Il vecchio sindaco Orazio Barbieri, in una pubblicazione ufficiale (‘Scandicci’, del 1970), riconobbe che “l’epoca del boom edilizio è stata vissuta da Scandicci in tutta la sua sconvolgente drammaticità”. E a pag. 79 della stessa pubblicazione è scritto: “Nei decenni scorsi la pianura di Scandicci era come un grande orto, contornato da dolci oliveti e vigneti collinari. Le nuove costruzioni hanno creato grandi rioni urbanizzati ove il verde è in verità scarso”.
Che il boom edilizio a Scandicci abbia avuto, nel giro di un decennio scarso, un impatto drammatico, i pochi studiosi che se ne sono occupati lo riconoscono apertamente, anche se poi giustificano tutte le scelte fatte dalle varie giunte comunali.
Leonardo Cipriani scrive a pag. 6 della sua tesi di laurea su Scandicci (2002-2003): “La trasformazione di Scandicci da borgo rurale a centro urbano avviene in modo atipico rispetto al trend nazionale. L’indicatore più impressionante è quello demografico, ma come si vedrà il processo di mutamento profondo avviene anche parallelamente e sinergicamente a livello economico, sociale e territoriale”.
Insomma: non si salva niente.
Ma ascoltiamo ancora le cifre impressionanti del giovane laureato.
“Mentre nel decennio 1951-1961 la popolazione aumenta del 21,04%, dal 1961 al 1967 la popolazione di Scandicci cresce del 209,64%”.
Il doppio di Firenze!
I 18.321 abitanti del 1961 diventeranno nel 1975, dopo 14 anni, 52.836. Quasi il triplo!
Da oltre 25 anni, un tempo quasi immemorabile, noi abitanti del luogo siamo perseguitati da questo ritornello “Non più dormitorio: Scandicci diventa una città!”.

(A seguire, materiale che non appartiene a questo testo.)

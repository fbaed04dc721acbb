//! The decode-side top state machine and its pump.
use crate::chunk::{BlockReader, BlockState, ChunkFlags};
use crate::constants::{
    ASSEMBLE_SIZE, BLOCK_BKGD, BLOCK_GAMA, BLOCK_IDAT, BLOCK_IEND, BLOCK_IHDR, BLOCK_PHYS,
    BLOCK_PLTE, BLOCK_TIME, BLOCK_TRNS, BUFFER_SIZE, PNG_SIGNATURE_BYTES, ZBUF_SIZE
};
use crate::error::PngError;
use crate::filters::{FilterState, Reconstructor};
use crate::headers;
use crate::image::PngImage;
use crate::options::PngOptions;
use crate::status::PngStatus;
use crate::zlib::Inflator;

#[derive(Copy, Clone, Debug, PartialEq, Eq)]
enum LoaderState
{
    Off,
    Start,
    Identified,
    Ihdr,
    ReadIdats,
    Finished,
    Error
}

/// A streaming PNG decoder.
///
/// Feed it byte slices of any size with [`feed`](PngDecoder::feed);
/// each call consumes what it can, advances the state machines until
/// they stall on missing input, and returns the descriptor's status
/// word. Once the status carries [`PngStatus::FINISHED`] the decoded
/// image can be taken with [`into_image`](PngDecoder::into_image).
///
/// Errors are latched: after a failure every further call is a no-op
/// returning the sticky status, and recovery means starting over with
/// a fresh decoder.
///
/// ```
/// use rill_png::{PngDecoder, PngStatus};
///
/// let mut decoder = PngDecoder::new();
/// let status = decoder.feed(&[0x89, b'P', b'N', b'G']);
/// assert!(status.contains(PngStatus::LOADING));
/// ```
pub struct PngDecoder
{
    image:     PngImage,
    options:   PngOptions,
    state:     LoaderState,
    block:     BlockReader,
    recon:     Reconstructor,
    inflator:  Inflator,
    /// Incoming bytes not yet digested.
    buffer:    Vec<u8>,
    /// Assembly space for non-IDAT chunk payloads.
    blk_cache: Vec<u8>,
    /// Inflated scanline bytes awaiting reconstruction.
    zbuf:      Vec<u8>
}

impl Default for PngDecoder
{
    fn default() -> Self
    {
        PngDecoder::new()
    }
}

impl PngDecoder
{
    pub fn new() -> PngDecoder
    {
        PngDecoder::new_with_options(PngOptions::default())
    }

    pub fn new_with_options(options: PngOptions) -> PngDecoder
    {
        let mut image = PngImage::new();
        image.status = PngStatus::LOADING;

        PngDecoder {
            image,
            options,
            state: LoaderState::Start,
            block: BlockReader::new(),
            recon: Reconstructor::new(),
            inflator: Inflator::new(),
            buffer: Vec::with_capacity(BUFFER_SIZE),
            blk_cache: Vec::with_capacity(ASSEMBLE_SIZE),
            zbuf: Vec::with_capacity(ZBUF_SIZE)
        }
    }

    /// Push a slice of the stream into the decoder.
    ///
    /// Consumes all of `data` unless the stream finishes or fails
    /// first; trailing bytes after IEND are ignored.
    pub fn feed(&mut self, data: &[u8]) -> PngStatus
    {
        if self
            .image
            .status
            .intersects(PngStatus::ERROR | PngStatus::FINISHED | PngStatus::DISPOSED)
        {
            return self.image.status;
        }

        let mut rest = data;

        while !rest.is_empty()
        {
            let space = BUFFER_SIZE - self.buffer.len();
            if space == 0
            {
                // the machines below always drain a full buffer
                break;
            }
            let take = space.min(rest.len());

            self.buffer.extend_from_slice(&rest[..take]);
            rest = &rest[take..];

            if let Err(err) = self.run()
            {
                self.latch(err);
                break;
            }
            if self.image.status.contains(PngStatus::FINISHED)
            {
                break;
            }
        }
        self.image.status
    }

    /// Signal that the input stream has ended.
    ///
    /// A stream that stops before IEND is broken; this latches
    /// IDAT_ERR so the caller learns about truncation the read loop
    /// itself cannot see.
    pub fn finish(&mut self) -> PngStatus
    {
        if self
            .image
            .status
            .intersects(PngStatus::ERROR | PngStatus::FINISHED | PngStatus::DISPOSED)
        {
            return self.image.status;
        }
        self.latch(PngError::BadIdat("stream ended before IEND"));
        self.image.status
    }

    pub fn status(&self) -> PngStatus
    {
        self.image.status
    }

    pub fn image(&self) -> &PngImage
    {
        &self.image
    }

    pub fn into_image(self) -> PngImage
    {
        self.image
    }

    /// Drop the buffers and mark the context disposed; idempotent.
    pub fn dispose(&mut self)
    {
        self.buffer = Vec::new();
        self.blk_cache = Vec::new();
        self.zbuf = Vec::new();
        self.state = LoaderState::Off;
        self.image.dispose();
    }

    fn latch(&mut self, err: PngError)
    {
        log::warn!("png load failed: {err:?}");

        self.state = LoaderState::Error;
        self.block.state = BlockState::Error;

        self.image
            .status
            .remove(PngStatus::LOADING | PngStatus::IS_DRAWABLE);
        self.image.status.insert(err.status() | PngStatus::ERROR);
    }

    /// Drive both machines until neither can move.
    fn run(&mut self) -> Result<(), PngError>
    {
        loop
        {
            let block_moved = self.step_block()?;
            let loader_moved = self.step_loader()?;

            if !block_moved && !loader_moved
            {
                return Ok(());
            }
        }
    }

    fn step_block(&mut self) -> Result<bool, PngError>
    {
        match self.block.state
        {
            BlockState::Wait | BlockState::Finished | BlockState::Error => Ok(false),
            BlockState::Start =>
            {
                let consumed = self.block.start(&self.buffer);
                if consumed == 0
                {
                    return Ok(false);
                }
                self.buffer.drain(..consumed);
                self.blk_cache.clear();
                Ok(true)
            }
            BlockState::ReadBlock =>
            {
                let take = self.buffer.len().min(self.block.left);

                if take > 0
                {
                    self.block.update_crc(&self.buffer[..take]);

                    if self.block.block_type == BLOCK_IDAT
                    {
                        // IDATs bypass assembly: inflate right here so
                        // the stream never has to fit in memory whole
                        self.consume_idat(take)?;
                    }
                    else
                    {
                        if self.blk_cache.len() + take > ASSEMBLE_SIZE
                        {
                            return Err(PngError::ImplementationLimit(
                                "chunk payload exceeds the assembly buffer"
                            ));
                        }
                        self.blk_cache.extend_from_slice(&self.buffer[..take]);
                    }
                    self.block.left -= take;
                    self.buffer.drain(..take);
                }

                if self.block.left == 0
                {
                    self.block.state = BlockState::ReadCrc;
                    return Ok(true);
                }
                Ok(take > 0)
            }
            BlockState::ReadCrc =>
            {
                let consumed = self.block.read_crc(&self.buffer, self.options.confirm_crc())?;
                if consumed == 0
                {
                    return Ok(false);
                }
                self.buffer.drain(..consumed);
                Ok(true)
            }
        }
    }

    /// Inflate `take` buffered IDAT payload bytes, draining each batch
    /// through the filter reconstructor before refilling the staging
    /// buffer.
    fn consume_idat(&mut self, take: usize) -> Result<(), PngError>
    {
        let mut offset = 0;

        while offset < take && !self.inflator.is_finished()
        {
            let old_len = self.zbuf.len();
            self.zbuf.resize(ZBUF_SIZE, 0);

            let result = self
                .inflator
                .inflate(&self.buffer[offset..take], &mut self.zbuf[old_len..]);

            let (consumed, produced) = match result
            {
                Ok(moved) => moved,
                Err(err) =>
                {
                    self.zbuf.truncate(old_len);
                    return Err(err);
                }
            };
            self.zbuf.truncate(old_len + produced);
            offset += consumed;

            self.recon.run(&mut self.image, &mut self.zbuf)?;

            if consumed == 0 && produced == 0
            {
                // staging full and the reconstructor kept nothing back
                break;
            }
        }
        Ok(())
    }

    fn step_loader(&mut self) -> Result<bool, PngError>
    {
        match self.state
        {
            LoaderState::Off | LoaderState::Finished | LoaderState::Error => Ok(false),
            LoaderState::Start =>
            {
                if self.buffer.len() < 8
                {
                    return Ok(false);
                }
                if self.buffer[..8] != PNG_SIGNATURE_BYTES
                {
                    return Err(PngError::BadSignature);
                }
                self.buffer.drain(..8);
                self.state = LoaderState::Identified;
                Ok(true)
            }
            LoaderState::Identified =>
            {
                // the INFLATE engine is ready from construction; arm
                // the chunk framer and expect IHDR first
                self.block.state = BlockState::Start;
                self.state = LoaderState::Ihdr;
                Ok(true)
            }
            LoaderState::Ihdr =>
            {
                if self.block.state != BlockState::Finished
                {
                    return Ok(false);
                }
                if self.block.block_type != BLOCK_IHDR
                {
                    return Err(PngError::OutOfSpecs("first chunk is not IHDR"));
                }

                headers::parse_ihdr(&mut self.image, &self.blk_cache, &self.options)?;

                let size = self.image.stride * self.image.height;
                let mut blob = Vec::new();
                blob.try_reserve_exact(size)
                    .map_err(|_| PngError::OutOfMemory)?;
                blob.resize(size, 0);
                self.image.blob = blob;

                self.recon.prepare(self.image.stride)?;
                self.image.status.insert(PngStatus::IS_DRAWABLE);

                log::debug!(
                    "PNG {}x{}, stride {}, {} bpp, sample {} bits, colour {:?}, interlace {:?}",
                    self.image.width,
                    self.image.height,
                    self.image.stride,
                    self.image.depth,
                    self.image.sample_depth,
                    self.image.color,
                    self.image.interlace
                );

                self.block.state = BlockState::Start;
                self.state = LoaderState::ReadIdats;
                Ok(true)
            }
            LoaderState::ReadIdats =>
            {
                if self.block.state != BlockState::Finished
                {
                    return Ok(false);
                }

                if self.block.block_type == BLOCK_IEND
                {
                    if self.recon.state != FilterState::Done
                    {
                        return Err(PngError::BadIdat(
                            "image data ended before the last scanline"
                        ));
                    }
                    self.image.status.remove(PngStatus::LOADING);
                    self.image.status.insert(PngStatus::FINISHED);
                    self.state = LoaderState::Finished;
                    return Ok(true);
                }

                match self.block.block_type
                {
                    BLOCK_PLTE => headers::parse_plte(&mut self.image, &self.blk_cache),
                    BLOCK_TRNS => headers::parse_trns(&mut self.image, &self.blk_cache),
                    BLOCK_BKGD => headers::parse_bkgd(&mut self.image, &self.blk_cache),
                    // payload already went through the zlib adapter
                    BLOCK_IDAT => {}
                    // accepted and ignored
                    BLOCK_GAMA | BLOCK_TIME | BLOCK_PHYS => {}
                    _ =>
                    {
                        let name = String::from_utf8_lossy(&self.block.letters).into_owned();

                        if self.block.flags.contains(ChunkFlags::ANCILLARY)
                        {
                            log::debug!("ignoring ancillary chunk {name}");
                        }
                        else
                        {
                            log::warn!("skipping unknown critical chunk {name}");
                        }
                    }
                }

                self.block.state = BlockState::Start;
                Ok(true)
            }
        }
    }
}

Che altro si vuole fare? si chiedevano gli anonimi tranquilli cittadini a stipendio fisso (che erano e sono la stragrande maggioranza). Non bastavano i danni già fatti?
Questi amministratori considerano la città come se fosse fatta di mattoncini Lego, da aumentare di numero fino a saturazione di ogni spazio, e da combinare fra loro a piacimento.
Il vecchio sindaco Orazio Barbieri, del quale ho letto con rispetto il libro sulla sua esperienza partigiana ‘Ponti sull’Arno, nella pubblicazione del 1970 citata sopra, scriveva che era stata “la presa di coscienza degli amministratori” che aveva evitato la “totale distruzione delle bellezze naturali e locali” di Scandicci.
E io credo davvero che Orazio Barbieri, nei suoi dieci anni di governo, abbia un po’ limitato gli effetti della Nakba.
Lo conferma anche Leonardo Cipriani a pag. 69 della sua tesi di laurea: “Barbieri viene scelto [per fare il sindaco di Scandicci], anche se non propriamente giovane (ha 55 anni) perché ha le competenze, l’autorevolezza e l’esperienza per contenere, in termini di sviluppo sostenibile, questa tumultuosa trasformazione”.
Se Scandicci è ancora una cittadina abbastanza decente, benché sia priva di forma e di decoro (ma la decenza, in un paese disastrato come l’Italia, è una virtù), probabilmente lo si deve ad Orazio Barbieri e anche al fatto (un po’ più importante) che, dopo che le industrie del Nord e le pubbliche amministrazioni di tutto il paese avevano spopolato il Meridione, si era molto ridotto il flusso di immigrati.
Ma quod non fecerunt barbari [et Barbieri], fecerunt Barberini. Dopo il sindaco partigiano, sono venute le Mile Pieralli, i Giovanni Doddoli, i Simone Gheri.